Standard Terms & Conditions
1.1 These General Terms & Conditions shall apply to all contracts for services (“DWS Services”, as defined in clause 2) performed by Digital Water Solutions Pty Ltd. (referred to as “DWS” in the following) to the extent that they are not explicitly deviated from by agreement in writing.
1.2 An offer for the carrying-out of DWS Services shall be binding on DWS only if (i) made in writing by DWS, and (ii) accepted in writing by the Client within two (2) months after the date of the offer. The offer and acceptance for the carrying out of DWS Services is referred to below as “Agreement”.
2.1 “DWS Services” means the services to be performed by DWS under the Agreement.
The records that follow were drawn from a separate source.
pub mod health;
pub mod info;
pub mod proxy;
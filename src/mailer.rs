// SPDX-FileCopyrightText: 2025 Hyperpolymath
// SPDX-License-Identifier: PMPL-1.0-or-later

//! SMTP delivery of notifications through the configured relay.

use std::time::Duration;

use async_trait::async_trait;
use lettre::message::header::ContentType;
use lettre::message::Mailbox;
use lettre::transport::smtp::authentication::Credentials;
use lettre::{AsyncSmtpTransport, AsyncTransport, Message, Tokio1Executor};
use tracing::debug;

use crate::config::{CapsuleConfig, SmtpSecurity};
use crate::error::{Error, Result};
use crate::notifier::{MailTransport, NotificationMessage};

/// Authenticated SMTP relay transport.
///
/// A whole delivery shares the fetch deadline, which is kept below the
/// server's CGI kill timer.
pub struct SmtpMailer {
    transport: AsyncSmtpTransport<Tokio1Executor>,
    timeout: Duration,
}

impl SmtpMailer {
    pub fn from_config(config: &CapsuleConfig) -> Result<Self> {
        let relay = config.smtp_server.as_str();
        let builder = match config.smtp_security {
            SmtpSecurity::StartTls => AsyncSmtpTransport::<Tokio1Executor>::starttls_relay(relay),
            SmtpSecurity::Tls => AsyncSmtpTransport::<Tokio1Executor>::relay(relay),
            SmtpSecurity::Plain => Ok(AsyncSmtpTransport::<Tokio1Executor>::builder_dangerous(relay)),
        }
        .map_err(|e| Error::Config(format!("SMTP relay {relay}: {e}")))?;

        let timeout = config.fetch_timeout();
        let mut builder = builder.port(config.port).timeout(Some(timeout));
        if !config.login.is_empty() {
            builder = builder.credentials(Credentials::new(
                config.login.clone(),
                config.password.clone(),
            ));
        }

        debug!(relay = %relay, port = config.port, security = ?config.smtp_security, "SMTP transport ready");
        Ok(Self {
            transport: builder.build(),
            timeout,
        })
    }
}

/// Convert a composed notification into a lettre message.
pub fn build_email(message: &NotificationMessage) -> Result<Message> {
    let from: Mailbox = message
        .from
        .parse()
        .map_err(|e| Error::DeliveryFailed(format!("sender {:?}: {e}", message.from)))?;
    let to: Mailbox = message
        .to
        .parse()
        .map_err(|e| Error::DeliveryFailed(format!("recipient {:?}: {e}", message.to)))?;

    Message::builder()
        .from(from)
        .to(to)
        .subject(message.subject.as_str())
        .header(ContentType::TEXT_PLAIN)
        .body(message.body.clone())
        .map_err(|e| Error::DeliveryFailed(e.to_string()))
}

#[async_trait]
impl MailTransport for SmtpMailer {
    async fn deliver(&self, message: &NotificationMessage) -> Result<()> {
        let email = build_email(message)?;
        let response = tokio::time::timeout(self.timeout, self.transport.send(email))
            .await
            .map_err(|_| {
                Error::DeliveryFailed(format!("relay did not answer within {:?}", self.timeout))
            })?
            .map_err(|e| Error::DeliveryFailed(e.to_string()))?;
        debug!(code = %response.code(), "Relay accepted message");
        Ok(())
    }
}

#[cfg(test)]
mod tests {
    use super::*;

    fn message(to: &str) -> NotificationMessage {
        NotificationMessage {
            from: "mentions@example.org".into(),
            to: to.into(),
            subject: "New Gemini Mention!".into(),
            body: "A fellow geminaut responded to 1 of your post(s).\n".into(),
        }
    }

    #[test]
    fn test_build_email_headers() {
        let email = build_email(&message("owner@example.org")).unwrap();
        let raw = String::from_utf8(email.formatted()).unwrap();
        assert!(raw.contains("From: mentions@example.org"));
        assert!(raw.contains("To: owner@example.org"));
        assert!(raw.contains("Subject: New Gemini Mention!"));
        assert!(raw.contains("A fellow geminaut responded"));
    }

    #[test]
    fn test_bad_recipient_is_delivery_failure() {
        assert!(matches!(
            build_email(&message("not an address")),
            Err(Error::DeliveryFailed(_))
        ));
    }

    #[tokio::test]
    async fn test_stalled_relay_gives_up_within_fetch_deadline() {
        let listener = tokio::net::TcpListener::bind("127.0.0.1:0").await.unwrap();
        let port = listener.local_addr().unwrap().port();
        let _relay = tokio::spawn(async move {
            // Accept but never send the SMTP greeting.
            let (_stream, _) = listener.accept().await.unwrap();
            tokio::time::sleep(Duration::from_secs(30)).await;
        });

        let config = CapsuleConfig::from_toml_str(&format!(
            r#"
CapsuleRootAddress = "example.org"
Contact = "owner@example.org"
From = "mentions@example.org"
SmtpServer = "127.0.0.1"
Port = {port}
SmtpSecurity = "none"
FetchTimeoutSecs = 1
"#
        ))
        .unwrap();
        let mailer = SmtpMailer::from_config(&config).unwrap();

        let started = std::time::Instant::now();
        let result = mailer.deliver(&message("owner@example.org")).await;

        assert!(matches!(result, Err(Error::DeliveryFailed(_))));
        assert!(started.elapsed() < Duration::from_secs(4));
    }

    #[test]
    fn test_transport_builds_for_every_security_mode() {
        let _ = rustls::crypto::aws_lc_rs::default_provider().install_default();
        let mut config = CapsuleConfig::from_toml_str(
            r#"
CapsuleRootAddress = "example.org"
Contact = "owner@example.org"
From = "mentions@example.org"
SmtpServer = "localhost"
Login = "bot"
Password = "secret"
"#,
        )
        .unwrap();
        for security in [SmtpSecurity::StartTls, SmtpSecurity::Tls, SmtpSecurity::Plain] {
            config.smtp_security = security;
            assert!(SmtpMailer::from_config(&config).is_ok());
        }
    }
}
2.2 DWS agrees to carry out the DWS Services conscientiously and using, to the best of its ability, the knowledge available to DWS or which DWS deems appropriate to obtain from sources other than DWS.
2.3 The quality of the DWS Services shall be judged solely as to whether the DWS Services have been performed consistent with the professional skill and care ordinarily provided by firms practicing in the same or similar locality and under the same or similar circumstances.
2.4 DWS makes no representations and extends no warranties of any kind, either express or implied. There are no expressed or implied warranties of merchantability or fitness for a particular purpose.
3.1 The Client shall make available- and provide to DWS, without charge and within a reasonable time, all pertinent data, information, assistance, equipment and facilities necessary for the performance of the DWS Services.
3.2 Upon request, the Client shall give its decision on all reports, recommendations and other matters properly referred to it for decision by DWS, within a reasonable time.
3.3 If the Client does not perform its obligations set out in clauses 3.1 and 3.2, DWS shall notify the Client of such delay in performance and shall be entitled to an appropriate time extension for the performance of the DWS Services and to receive compensation for incurred additional costs.
4.1 The Client shall pay for any use of special equipment (including but not limited to field equipment, investigation boats and computer facilities) at fixed rental rates determined in advance by DWS.
4.2 The Client shall reimburse DWS for incurred out of pocket expenses for outlays, special materials, subcontractors, and other costs paid to third parties, at DWS’s cost thereof plus a 5% supplement.
4.3 The Client shall pay DWS charges for automobile rental based on DWS’s actual cost with a supplement of 5% for driving with a trailer. Mileage driven by a DWS employee’s own motorcar will be charged at the mileage rate fixed by the Australian government.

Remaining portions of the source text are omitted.